I am trying to increment a project code when I do a SQL merge operation
I have two tables. One has lots of information including customer's and projects. I want to merge the customer name and project name from one table to the other. This article is perfect and showed me how to do what I needed to do
https://www.mssqltips.com/sqlservertip/1704/using-merge-in-sql-server-to-insert-update-and-delete-at-the-same-time/
However I need to maintain a project number that increments every time a record is added and left alone when you do an edit of customer or project name. If the project is deleted then we carry on from the next available number. I was trying to do it using row number over partition but it didn't give me the correct number of projects.
Using the articles example and to provide a visualisation I would need another column called Type with Food or Drink as the answer and get
Item Cost Code Type
Tea 10 1 Drink
Coffee 12 2 Drink
Muffin 11 1 Food
Biscuit 4 2 Food
I will go with the data from the example provided from the link and add a bit more data to be sure im covering all the cases so first lets start with these tables and fill them.
--Create a target table
Declare #Products TABLE
(
ProductID INT PRIMARY KEY,
ProductName VARCHAR(100),
ProductNumber int,
ProductType VARCHAR(100),
Rate MONEY
)
--Insert records into target table
INSERT INTO #Products
VALUES
(1, 'Tea', 1,'Drink',10.00),
(2, 'Coffee', 2,'Drink', 20.00),
(3, 'BiscuitX1', 1,'Food', 45.00) ,
(4, 'Muffin', 2,'Food', 30.00),
(5, 'BiscuitX2', 3,'Food', 40.00),
(6, 'BiscuitX3', 4,'Food', 45.00),
(7, 'Donut', 5, 'Food', 30.00),
(8, 'BiscuitX4', 6,'Food', 40.00),
(9, 'BiscuitX5', 7,'Food', 45.00)
--Create source table
Declare #UpdatedProducts TABLE
(
ProductID INT PRIMARY KEY,
ProductName VARCHAR(100),
ProductNumber int,
ProductType VARCHAR(100),
Rate MONEY
)
--Insert records into source table
INSERT INTO #UpdatedProducts
VALUES
(1, 'Tea', 0,'Drink', 10.00),
(2, 'Coffee', 0,'Drink', 25.00),
(4, 'Muffin', 0,'Food', 35.00),
(7, 'Donut', 0, 'Food', 30.00),
(10, 'Pizza', 0,'Food', 60.00),
(11, 'PizzaLarge', 0,'Food', 80.00)
You can see that I added the ProductNumber and ProductType.

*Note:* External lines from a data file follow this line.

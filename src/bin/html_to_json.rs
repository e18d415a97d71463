use std::path::PathBuf;
use std::time::Instant;

use anyhow::Context;
use clap::Parser;
use indicatif::{ProgressBar, ProgressStyle};
use monster_stats::{extract, init_tracing, Settings};

#[derive(Parser, Debug)]
#[command(
    name = "html_to_json",
    about = "Extract monster stat blocks from HTML (Markdown fallback) into a JSON array"
)]
struct Cli {
    /// Settings file (default: monster_stats.toml if present)
    #[arg(long)]
    config: Option<PathBuf>,
    /// Directory of HTML stat blocks
    #[arg(long)]
    html_dir: Option<PathBuf>,
    /// Directory of Markdown stat blocks used as fallback
    #[arg(long)]
    md_dir: Option<PathBuf>,
    /// JSON output file
    #[arg(short, long)]
    out: Option<PathBuf>,
    /// Only read the top level of each input directory
    #[arg(long)]
    flat: bool,
    /// Also process Markdown files whose HTML counterpart exists
    #[arg(long)]
    include_md_twins: bool,
}

impl Cli {
    fn apply(self, mut settings: Settings) -> Settings {
        if let Some(dir) = self.html_dir {
            settings.html_dir = dir;
        }
        if let Some(dir) = self.md_dir {
            settings.md_dir = dir;
        }
        if let Some(out) = self.out {
            settings.out_file = out;
        }
        if self.flat {
            settings.recursive = false;
        }
        if self.include_md_twins {
            settings.skip_md_with_html_twin = false;
        }
        settings
    }
}

fn progress_bar() -> anyhow::Result<ProgressBar> {
    let pb = ProgressBar::new(0);
    pb.set_style(
        ProgressStyle::default_bar()
            .template("{spinner:.green} [{elapsed_precise}] [{bar:40.cyan/blue}] {pos}/{len} ({per_sec})")?
            .progress_chars("#>-"),
    );
    Ok(pb)
}

fn main() -> anyhow::Result<()> {
    init_tracing();
    let t0 = Instant::now();
    let cli = Cli::parse();

    let settings = Settings::load(cli.config.as_deref()).context("loading settings")?;
    let settings = cli.apply(settings);
    tracing::debug!(?settings, "settings loaded");

    let pb = progress_bar()?;
    let summary = extract::run(&settings, &pb)?;
    pb.finish_and_clear();

    println!(
        "Wrote {} records -> {} ({} of {} documents skipped)",
        summary.records,
        settings.out_file.display(),
        summary.skipped,
        summary.documents
    );

    let elapsed = t0.elapsed();
    if elapsed.as_secs() >= 1 {
        println!("Done in {:.1}s", elapsed.as_secs_f64());
    }
    Ok(())
}
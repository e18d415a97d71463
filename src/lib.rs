pub mod discovery;
pub mod error;
pub mod extract;
pub mod logging;
pub mod parser;
pub mod record;
pub mod settings;
pub mod tabulate;

pub use error::{Error, Result};
pub use logging::init_tracing;
pub use record::{LegendaryFlag, MonsterRecord};
pub use settings::Settings;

for the #UpdatedProducts table Im assuming you dont have the product Number, if you do then you will do the direct merge with no problem, if you dont you would need to find it.
so lets first update ProductNumber in #UpdatedProducts
;with cte as (
select u.ProductID,u.ProductName,u.ProductType,u.Rate
,coalesce(p.ProductNumber,row_number() over (partition by u.ProductType order by u.ProductID)
+(select max(pp.ProductNumber) from #Products pp where pp.ProductType=u.ProductType)
-(select Count(*) from #UpdatedProducts uu
inner join #Products ppp on ppp.ProductID=uu.ProductID
where uu.ProductType=u.ProductType)) [ProductNumber]
from #UpdatedProducts u
left outer join #Products p on p.ProductID=u.ProductID
)
update a
set a.[ProductNumber]=cte.[ProductNumber]
From #UpdatedProducts a
inner join cte on cte.ProductID=a.ProductID
I did not find a way to put this in the merge directly.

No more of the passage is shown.